A noticeable trend since the last quarter of 2015, with 2017 now on the visible horizon, are the ever rising rents throughout the United States, making this an ideal time to be an investor landlord if you are not already one.
Many markers abound, especially in the secondary market cities throughout the U.S., that rental housing continues to be a hot ticket investment. Many of these secondary cities, in no particular order, include Salt Lake City, UT, Austin and San Antonio, TX, Denver and Colorado Springs, CO, Portland, Or, Nashville, TN, Raleigh and Charlotte NC. Seattle, WA tops the national list of where rents are the highest rising, where the rentals are soaring some four times the national average. Many real estate investors are consistently generating better than decent returns by buying and holding their single family residential rentals.
The numbers are truly astounding. Starter home inventory is being squeezed out. Rental occupancy is at its highest level in a score of years. Monthly rentals are already at record highs, growing some 3.5% annually. Since the housing collapse, more than 25 billion have been invested in rentals and investors are still buying. Rental housing remains in very high demand. Single family rentals now make up 13% of the entire housing market, up from 9%, and continue to rise. It is expected that in the next decade, over one half of all the new households will be renters not home buyers. In the past five years, by the government’s measure of consumer prices, prices have risen 10% annually. This pales in comparison to rising rents, rising upwards of 14% annually with no end in sight. The rise is more than the higher cost of food, clothing, and other necessaries. More Americans are struggling to pay their rent each month and with a dearth of affordable rentals, it is a two-way squeeze, harder to even find a place to rent, as it gets harder to pay rent each month. Many tenants are forcing themselves to keep up with the rising rents and by the numbers those same tenants are earning more, with more and more of any disposable income being gobbled up by those higher rents. It is the investor landlords who are making the most of all this. Adding to this dilemma for many tenants, particularly in those areas with tighter inventory to begin with, investor landlords are raising their rents because they can.

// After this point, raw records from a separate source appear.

use std::path::PathBuf;
use std::sync::Arc;
use tokio::sync::{broadcast, mpsc, oneshot};
use tokio::task::JoinHandle;
use crate::config::UploaderConfig;
use crate::core::{
    EventKind, FileSource, HandlerError, JobId, JobSnapshot, JobStatus, Outcome, Result,
    TransportEvent, TransportStrategy, UploadEvent, Uploader, UploaderError,
};
use crate::transports;
use super::types::ManagerCommand;
use super::worker::UploadManagerWorker;

/// Async front of an [`Uploader`] running on its own task.
#[derive(Clone, Debug)]
pub struct UploadManager {
    command_tx: mpsc::Sender<ManagerCommand>,
    event_tx: broadcast::Sender<UploadEvent>,
}

/// 上传管理器句柄 - 包含管理器和工作线程
#[derive(Debug)]
pub struct UploadManagerHandle {
    pub manager: UploadManager,
    pub worker_handle: JoinHandle<()>,
}

impl UploadManagerHandle {
    /// Drops this manager and waits for the worker. Other clones of the
    /// manager keep the worker alive.
    pub async fn shutdown(self) -> Result<()> {
        drop(self.manager);
        self.worker_handle
            .await
            .map_err(|err| UploaderError::Internal(format!("Worker panic: {}", err)))
    }
}

impl UploadManager {
    pub fn new(config: UploaderConfig, transport: Arc<dyn TransportStrategy>) -> Result<UploadManagerHandle> {
        let (uploader, transport_rx) = Uploader::new(config, transport)?;
        Ok(Self::spawn(uploader, transport_rx))
    }

    /// Builds the transport from the configuration; an upload URL is required.
    pub fn from_config(config: UploaderConfig) -> Result<UploadManagerHandle> {
        if config.url.is_empty() {
            return Err(UploaderError::config("url is required"));
        }
        let transport = transports::from_config(&config)?;
        Self::new(config, transport)
    }

    /// Runs an already built uploader.
    pub fn spawn(
        uploader: Uploader,
        transport_rx: mpsc::UnboundedReceiver<TransportEvent>,
    ) -> UploadManagerHandle {
        let (command_tx, command_rx) = mpsc::channel(100);
        // 最大缓存 256 个事件
        let (event_tx, _) = broadcast::channel(256);

        let uploader = uploader.with_observer(event_tx.clone());
        let worker_handle = tokio::spawn(UploadManagerWorker::run(uploader, command_rx, transport_rx));

        UploadManagerHandle {
            manager: Self { command_tx, event_tx },
            worker_handle,
        }
    }

    /// Every event the uploader publishes, after its handlers ran.
    pub fn subscribe_events(&self) -> broadcast::Receiver<UploadEvent> {
        self.event_tx.subscribe()
    }

    /// Reads the size of every path, then submits them in order.
    pub async fn add_files(&self, paths: Vec<PathBuf>) -> Result<Vec<JobId>> {
        let mut files = Vec::with_capacity(paths.len());
        for path in paths {
            files.push(FileSource::from_path(path).await?);
        }
        self.add_sources(files).await
    }

    pub async fn add_sources(&self, files: Vec<FileSource>) -> Result<Vec<JobId>> {
        self.request(|reply| ManagerCommand::Add { files, reply }).await?
    }

    pub async fn start(&self, id: JobId) -> Result<()> {
        self.request(|reply| ManagerCommand::Start { id, reply }).await?
    }

    pub async fn start_all(&self) -> Result<()> {
        self.request(|reply| ManagerCommand::StartAll { reply }).await?
    }

    pub async fn abort(&self, id: JobId) -> Result<()> {
        self.request(|reply| ManagerCommand::Abort { id, reply }).await?
    }

    pub async fn abort_all(&self) -> Result<()> {
        self.request(|reply| ManagerCommand::AbortAll { reply }).await?
    }

    pub async fn remove(&self, id: JobId) -> Result<()> {
        self.request(|reply| ManagerCommand::Remove { id, reply }).await?
    }

    /// Registers a handler; it runs on the worker task.
    pub async fn on<F>(&self, kind: EventKind, handler: F) -> Result<()>
    where
        F: FnMut(&mut UploadEvent) -> std::result::Result<Outcome, HandlerError> + Send + 'static,
    {
        let handler = Box::new(handler);
        self.request(|reply| ManagerCommand::Subscribe { kind, handler, reply }).await
    }

    pub async fn off(&self, kind: Option<EventKind>) -> Result<()> {
        self.request(|reply| ManagerCommand::Unsubscribe { kind, reply }).await
    }

    pub async fn count(&self, status: Option<JobStatus>) -> Result<usize> {
        self.request(|reply| ManagerCommand::Count { status, reply }).await
    }

    pub async fn is_busy(&self, id: Option<JobId>) -> Result<bool> {
        self.request(|reply| ManagerCommand::IsBusy { id, reply }).await?
    }

    pub async fn total_bytes(&self, id: Option<JobId>) -> Result<Option<u64>> {
        self.request(|reply| ManagerCommand::TotalBytes { id, reply }).await?
    }

    pub async fn total_transferred(&self, id: Option<JobId>) -> Result<Option<u64>> {
        self.request(|reply| ManagerCommand::TotalTransferred { id, reply }).await?
    }

    pub async fn speed(&self, id: Option<JobId>, average: bool) -> Result<Option<u64>> {
        self.request(|reply| ManagerCommand::Speed { id, average, reply }).await?
    }

    pub async fn time_remaining(&self, id: Option<JobId>, average: bool) -> Result<Option<u64>> {
        self.request(|reply| ManagerCommand::TimeRemaining { id, average, reply }).await?
    }

    pub async fn get_job(&self, id: JobId) -> Result<Option<JobSnapshot>> {
        self.request(|reply| ManagerCommand::GetJob { id, reply }).await
    }

    pub async fn get_all_jobs(&self) -> Result<Vec<JobSnapshot>> {
        self.request(|reply| ManagerCommand::GetAllJobs { reply }).await
    }

    pub async fn destroy(&self) -> Result<()> {
        self.request(|reply| ManagerCommand::Destroy { reply }).await
    }

    async fn request<T>(&self, command: impl FnOnce(oneshot::Sender<T>) -> ManagerCommand) -> Result<T> {
        let (reply_tx, reply_rx) = oneshot::channel();

        self.command_tx
            .send(command(reply_tx))
            .await
            .map_err(|_| UploaderError::ManagerShutdown)?;

        // 等待响应
        reply_rx.await.map_err(|_| UploaderError::ManagerShutdown)
    }
}
use crate::config::UploaderConfig;
use crate::utils::format_bytes;
use super::types::file_extension;

/// The file a message is about.
#[derive(Debug, Clone, Copy)]
pub struct FileInfo<'a> {
    pub name: &'a str,
    pub size: Option<u64>,
}

impl<'a> FileInfo<'a> {
    pub fn new(name: &'a str, size: Option<u64>) -> Self {
        Self { name, size }
    }

    pub fn extension(&self) -> &'a str {
        file_extension(self.name)
    }
}

/// Fills `{{placeholder}}` tokens (case-insensitive) from the file and the limits.
///
/// Unknown tokens are left untouched. Missing values render as empty strings.
pub fn render_message(template: &str, file: FileInfo<'_>, config: &UploaderConfig) -> String {
    let mut output = String::with_capacity(template.len());
    let mut rest = template;

    while let Some(open) = rest.find("{{") {
        output.push_str(&rest[..open]);
        let after_open = &rest[open + 2..];
        let Some(close) = after_open.find("}}") else {
            output.push_str(&rest[open..]);
            return output;
        };

        let key = &after_open[..close];
        match placeholder_value(key, file, config) {
            Some(value) => output.push_str(&value),
            None => output.push_str(&rest[open..open + 2 + close + 2]),
        }
        rest = &after_open[close + 2..];
    }

    output.push_str(rest);
    output
}

fn placeholder_value(key: &str, file: FileInfo<'_>, config: &UploaderConfig) -> Option<String> {
    let sizes = config.accepted_size_kib;
    let value = match key.to_ascii_lowercase().as_str() {
        "filename" => file.name.to_string(),
        "filesize" => file.size.map(format_bytes).unwrap_or_default(),
        "fileextension" => file.extension().to_string(),
        "allowedextensions" => config
            .accepted_extensions
            .as_ref()
            .map(|exts| exts.join(","))
            .unwrap_or_default(),
        "allowedminsize" => sizes.min_bytes().map(format_bytes).unwrap_or_default(),
        "allowedmaxsize" => sizes.max_bytes().map(format_bytes).unwrap_or_default(),
        "maxfiles" => config.max_files.map(|n| n.to_string()).unwrap_or_default(),
        _ => return None,
    };

    Some(value)
}
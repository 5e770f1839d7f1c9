pub mod progress;

pub use progress::{format_bytes, format_duration, format_speed};
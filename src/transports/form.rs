use std::time::Duration;
use reqwest::multipart::{Form, Part};
use reqwest::Client;
use crate::core::{
    Result, TransferRequest, TransportCapabilities, TransportHandle, TransportResponse, TransportSink,
    TransportStrategy,
};
use super::streaming::parse_method;
use super::{build_client, spawn_transfer};

/// 兼容模式: 一次性提交整个表单
///
/// No progress, no size, no custom headers. The response status is not
/// reported either, so handlers only ever see the body.
#[derive(Debug, Clone)]
pub struct FormTransport {
    client: Client,
}

impl FormTransport {
    pub fn new(timeout: Duration) -> Result<Self> {
        Ok(Self { client: build_client(timeout)? })
    }
}

impl TransportStrategy for FormTransport {
    fn begin(&self, request: TransferRequest, sink: TransportSink) -> TransportHandle {
        let handle = TransportHandle::new();
        let client = self.client.clone();
        spawn_transfer(&handle, sink, async move { send(&client, request).await });
        handle
    }

    fn capabilities(&self) -> TransportCapabilities {
        TransportCapabilities {
            reports_size: false,
            reports_progress: false,
        }
    }

    fn name(&self) -> &str {
        "form"
    }
}

async fn send(client: &Client, request: TransferRequest) -> Result<TransportResponse> {
    let method = parse_method(&request.method)?;
    let content = tokio::fs::read(&request.path).await?;

    let mut form = Form::new();
    for (key, value) in request.form_fields {
        form = form.text(key, value);
    }
    let form = form.part(request.field_name, Part::bytes(content).file_name(request.name));

    let response = client.request(method, &request.url).multipart(form).send().await?;
    let body = response.text().await?;

    Ok(TransportResponse::new(None, body))
}

#[cfg(test)]
mod tests {
    use std::collections::BTreeMap;
    use std::io::Write;
    use tokio::sync::mpsc;
    use super::*;
    use crate::core::{FailureReason, JobId, TransportEventKind};

    fn request(path: std::path::PathBuf) -> TransferRequest {
        TransferRequest {
            job_id: JobId::from("upload_file_1"),
            name: "a.txt".to_string(),
            path,
            size: None,
            // 没有服务监听的端口
            url: "http://127.0.0.1:1/upload".to_string(),
            method: "POST".to_string(),
            field_name: "file".to_string(),
            headers: BTreeMap::new(),
            form_fields: BTreeMap::new(),
        }
    }

    #[tokio::test]
    async fn test_unreachable_server_is_a_network_failure() {
        let mut file = tempfile::NamedTempFile::new().unwrap();
        file.write_all(b"hello").unwrap();

        let (tx, mut rx) = mpsc::unbounded_channel();
        let transport = FormTransport::new(Duration::from_secs(5)).unwrap();
        let sink = TransportSink::new(JobId::from("upload_file_1"), tx);
        let _handle = transport.begin(request(file.path().to_path_buf()), sink);

        let event = rx.recv().await.unwrap();
        assert_eq!(event.kind, TransportEventKind::Failed(FailureReason::Network));
    }

    #[tokio::test]
    async fn test_cancel_reports_aborted() {
        let (tx, mut rx) = mpsc::unbounded_channel();
        let transport = FormTransport::new(Duration::from_secs(5)).unwrap();
        let sink = TransportSink::new(JobId::from("upload_file_1"), tx);

        let handle = transport.begin(request("missing.bin".into()), sink);
        transport.cancel(&handle);

        let event = rx.recv().await.unwrap();
        assert_eq!(event.kind, TransportEventKind::Aborted);
        assert!(handle.is_cancelled());
    }
}
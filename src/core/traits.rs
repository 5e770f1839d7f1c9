use std::collections::BTreeMap;
use std::path::PathBuf;
use tokio::sync::mpsc;
use tokio_util::sync::CancellationToken;
use super::types::{JobId, TransportResponse};

/// 传输能力, 构造时确定
#[derive(Debug, Clone, Copy, PartialEq, Eq)]
pub struct TransportCapabilities {
    /// The file size is known up front, so progress/speed/ETA are defined.
    pub reports_size: bool,
    /// Progress events are emitted while bytes are sent.
    pub reports_progress: bool,
}

/// Everything a transport needs to send one file.
#[derive(Debug, Clone, PartialEq, Eq)]
pub struct TransferRequest {
    pub job_id: JobId,
    pub name: String,
    pub path: PathBuf,
    pub size: Option<u64>,
    pub url: String,
    pub method: String,
    pub field_name: String,
    pub headers: BTreeMap<String, String>,
    pub form_fields: BTreeMap<String, String>,
}

/// Opaque handle to an in-flight transfer.
#[derive(Debug, Clone, Default)]
pub struct TransportHandle {
    token: CancellationToken,
}

impl TransportHandle {
    pub fn new() -> Self {
        Self::default()
    }

    pub fn token(&self) -> CancellationToken {
        self.token.clone()
    }

    pub fn cancel(&self) {
        self.token.cancel();
    }

    pub fn is_cancelled(&self) -> bool {
        self.token.is_cancelled()
    }
}

#[derive(Debug, Clone, PartialEq, Eq)]
pub enum FailureReason {
    /// Could not reach the server, rendered with the `networkError` template.
    Network,
    /// Rendered as a message template.
    Message(String),
}

#[derive(Debug, Clone, PartialEq, Eq)]
pub enum TransportEventKind {
    Progress {
        bytes_sent: u64,
        bytes_total: u64,
    },
    Completed(TransportResponse),
    Failed(FailureReason),
    Aborted,
}

#[derive(Debug, Clone, PartialEq, Eq)]
pub struct TransportEvent {
    pub job_id: JobId,
    pub kind: TransportEventKind,
}

impl TransportEvent {
    pub fn progress(job_id: JobId, bytes_sent: u64, bytes_total: u64) -> Self {
        Self { job_id, kind: TransportEventKind::Progress { bytes_sent, bytes_total } }
    }

    pub fn completed(job_id: JobId, response: TransportResponse) -> Self {
        Self { job_id, kind: TransportEventKind::Completed(response) }
    }

    pub fn failed(job_id: JobId, reason: FailureReason) -> Self {
        Self { job_id, kind: TransportEventKind::Failed(reason) }
    }

    pub fn aborted(job_id: JobId) -> Self {
        Self { job_id, kind: TransportEventKind::Aborted }
    }
}

/// Where a transport reports back. Sends never block; a closed channel means
/// the uploader is gone and the report is dropped.
#[derive(Debug, Clone)]
pub struct TransportSink {
    job_id: JobId,
    tx: mpsc::UnboundedSender<TransportEvent>,
}

impl TransportSink {
    pub fn new(job_id: JobId, tx: mpsc::UnboundedSender<TransportEvent>) -> Self {
        Self { job_id, tx }
    }

    pub fn job_id(&self) -> &JobId {
        &self.job_id
    }

    pub fn progress(&self, bytes_sent: u64, bytes_total: u64) {
        let _ = self.tx.send(TransportEvent::progress(self.job_id.clone(), bytes_sent, bytes_total));
    }

    pub fn completed(&self, response: TransportResponse) {
        let _ = self.tx.send(TransportEvent::completed(self.job_id.clone(), response));
    }

    pub fn failed(&self, reason: FailureReason) {
        let _ = self.tx.send(TransportEvent::failed(self.job_id.clone(), reason));
    }

    pub fn aborted(&self) {
        let _ = self.tx.send(TransportEvent::aborted(self.job_id.clone()));
    }
}

/// 传输策略 - 所有传输实现都必须实现此接口
///
/// `begin` must return right away; results arrive later through the sink.
pub trait TransportStrategy: Send + Sync {
    fn begin(&self, request: TransferRequest, sink: TransportSink) -> TransportHandle;

    /// Asks the transfer to stop. The transport answers with `aborted`
    /// unless a terminal event wins the race.
    fn cancel(&self, handle: &TransportHandle) {
        handle.cancel();
    }

    fn capabilities(&self) -> TransportCapabilities;

    fn name(&self) -> &str;
}
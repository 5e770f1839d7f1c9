use serde::{Serialize, Serializer};
use crate::config::UploaderConfig;
use super::messages::{render_message, FileInfo};

#[derive(Debug, Clone, Copy, PartialEq, Eq)]
pub enum ValidationCode {
    InvalidType = 1,
    SizeTooSmall = 2,
    SizeTooLarge = 3,
}

impl ValidationCode {
    pub fn code(&self) -> u8 {
        *self as u8
    }
}

/// Serialized as the numeric code.
impl Serialize for ValidationCode {
    fn serialize<S: Serializer>(&self, serializer: S) -> Result<S::Ok, S::Error> {
        serializer.serialize_u8(self.code())
    }
}

#[derive(Debug, Clone, PartialEq, Eq, Serialize)]
pub struct ValidationError {
    pub code: ValidationCode,
    pub message: String,
}

/// Per-file checks run before a file becomes a job.
///
/// Every violated rule is reported, in the order type, minimum size, maximum size.
/// Sizes are only checked when the size is known.
pub struct FileValidator<'a> {
    config: &'a UploaderConfig,
}

impl<'a> FileValidator<'a> {
    pub fn new(config: &'a UploaderConfig) -> Self {
        Self { config }
    }

    pub fn validate(&self, file: FileInfo<'_>) -> Result<(), Vec<ValidationError>> {
        let mut errors = Vec::new();
        let messages = &self.config.messages;

        if let Some(allowed) = self.config.accepted_extensions.as_ref().filter(|exts| !exts.is_empty()) {
            let dotted = format!(".{}", file.extension());
            if !allowed.iter().any(|ext| *ext == dotted) {
                errors.push(self.error(ValidationCode::InvalidType, &messages.invalid_type, file));
            }
        }

        if let Some(size) = file.size {
            let range = self.config.accepted_size_kib;
            if range.min_bytes().is_some_and(|min| size < min) {
                errors.push(self.error(ValidationCode::SizeTooSmall, &messages.size_too_small, file));
            }
            if range.max_bytes().is_some_and(|max| size > max) {
                errors.push(self.error(ValidationCode::SizeTooLarge, &messages.size_too_large, file));
            }
        }

        if errors.is_empty() {
            Ok(())
        } else {
            Err(errors)
        }
    }

    fn error(&self, code: ValidationCode, template: &str, file: FileInfo<'_>) -> ValidationError {
        ValidationError {
            code,
            message: render_message(template, file, self.config),
        }
    }
}

#[cfg(test)]
mod tests {
    use super::*;
    use crate::config::SizeRange;

    fn config(extensions: Option<&[&str]>, min: Option<u64>, max: Option<u64>) -> UploaderConfig {
        UploaderConfig {
            accepted_extensions: extensions.map(|exts| exts.iter().map(|e| e.to_string()).collect()),
            accepted_size_kib: SizeRange { min, max },
            ..Default::default()
        }
    }

    #[test]
    fn test_accepts_anything_by_default() {
        let config = UploaderConfig::default();
        let validator = FileValidator::new(&config);
        assert!(validator.validate(FileInfo::new("anything.exe", Some(u64::MAX))).is_ok());
    }

    #[test]
    fn test_collects_every_violation() {
        let config = config(Some(&[".jpg"]), Some(10), None);
        let validator = FileValidator::new(&config);

        let errors = validator.validate(FileInfo::new("notes.txt", Some(100))).unwrap_err();
        let codes: Vec<u8> = errors.iter().map(|e| e.code.code()).collect();
        assert_eq!(codes, vec![1, 2]);
        assert!(errors[0].message.contains("notes.txt"));
        assert!(errors[0].message.contains(".jpg"));
        assert!(errors[1].message.contains("10.0 KB"));
    }

    #[test]
    fn test_size_limits_are_kib() {
        let config = config(None, Some(1), Some(2));
        let validator = FileValidator::new(&config);

        assert!(validator.validate(FileInfo::new("a", Some(1024))).is_ok());
        assert!(validator.validate(FileInfo::new("a", Some(2048))).is_ok());

        let too_small = validator.validate(FileInfo::new("a", Some(1023))).unwrap_err();
        assert_eq!(too_small[0].code, ValidationCode::SizeTooSmall);

        let too_large = validator.validate(FileInfo::new("a", Some(2049))).unwrap_err();
        assert_eq!(too_large[0].code, ValidationCode::SizeTooLarge);
    }

    #[test]
    fn test_serializes_numeric_code() {
        let error = ValidationError {
            code: ValidationCode::SizeTooLarge,
            message: "too large".to_string(),
        };
        let json = serde_json::to_value(&error).unwrap();
        assert_eq!(json, serde_json::json!({ "code": 3, "message": "too large" }));
    }

    #[test]
    fn test_unknown_size_skips_size_checks() {
        let config = config(Some(&[".png"]), Some(1), Some(2));
        let validator = FileValidator::new(&config);
        assert!(validator.validate(FileInfo::new("a.png", None)).is_ok());
    }

    #[test]
    fn test_empty_allow_list_accepts_all_types() {
        let config = config(Some(&[]), None, None);
        let validator = FileValidator::new(&config);
        assert!(validator.validate(FileInfo::new("a.bin", Some(1))).is_ok());
    }
}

In fact, as rental costs soar to record highs, buying is now more affordable than rentals in almost 60% of the US. The trend is expected to continue as rents rise faster than wages in juxtaposition with current home prices.
There are cautions to consider before investors get too giddy. For one thing, with so many investor landlords already in the marketplace, many of the distressed priced housing are now long gone. The big gains have already been made and the better deals are harder to find. Although there are still many neighborhoods, especially in those secondary city markets, where rents are rising much faster than the median home prices are, a sure sign that rental demand trumps buying for now, the more competitive marketplace makes it less certain than ever that investing numbers will continue to add up favorably. Not all deals are good deals, not all properties get rented. Underestimating the true costs of owning a rental can be devastating to your bottom line. The ownership challenges of being a landlord can be overwhelming.
For many savvy investors, it is a glorious time to be an investor landlord.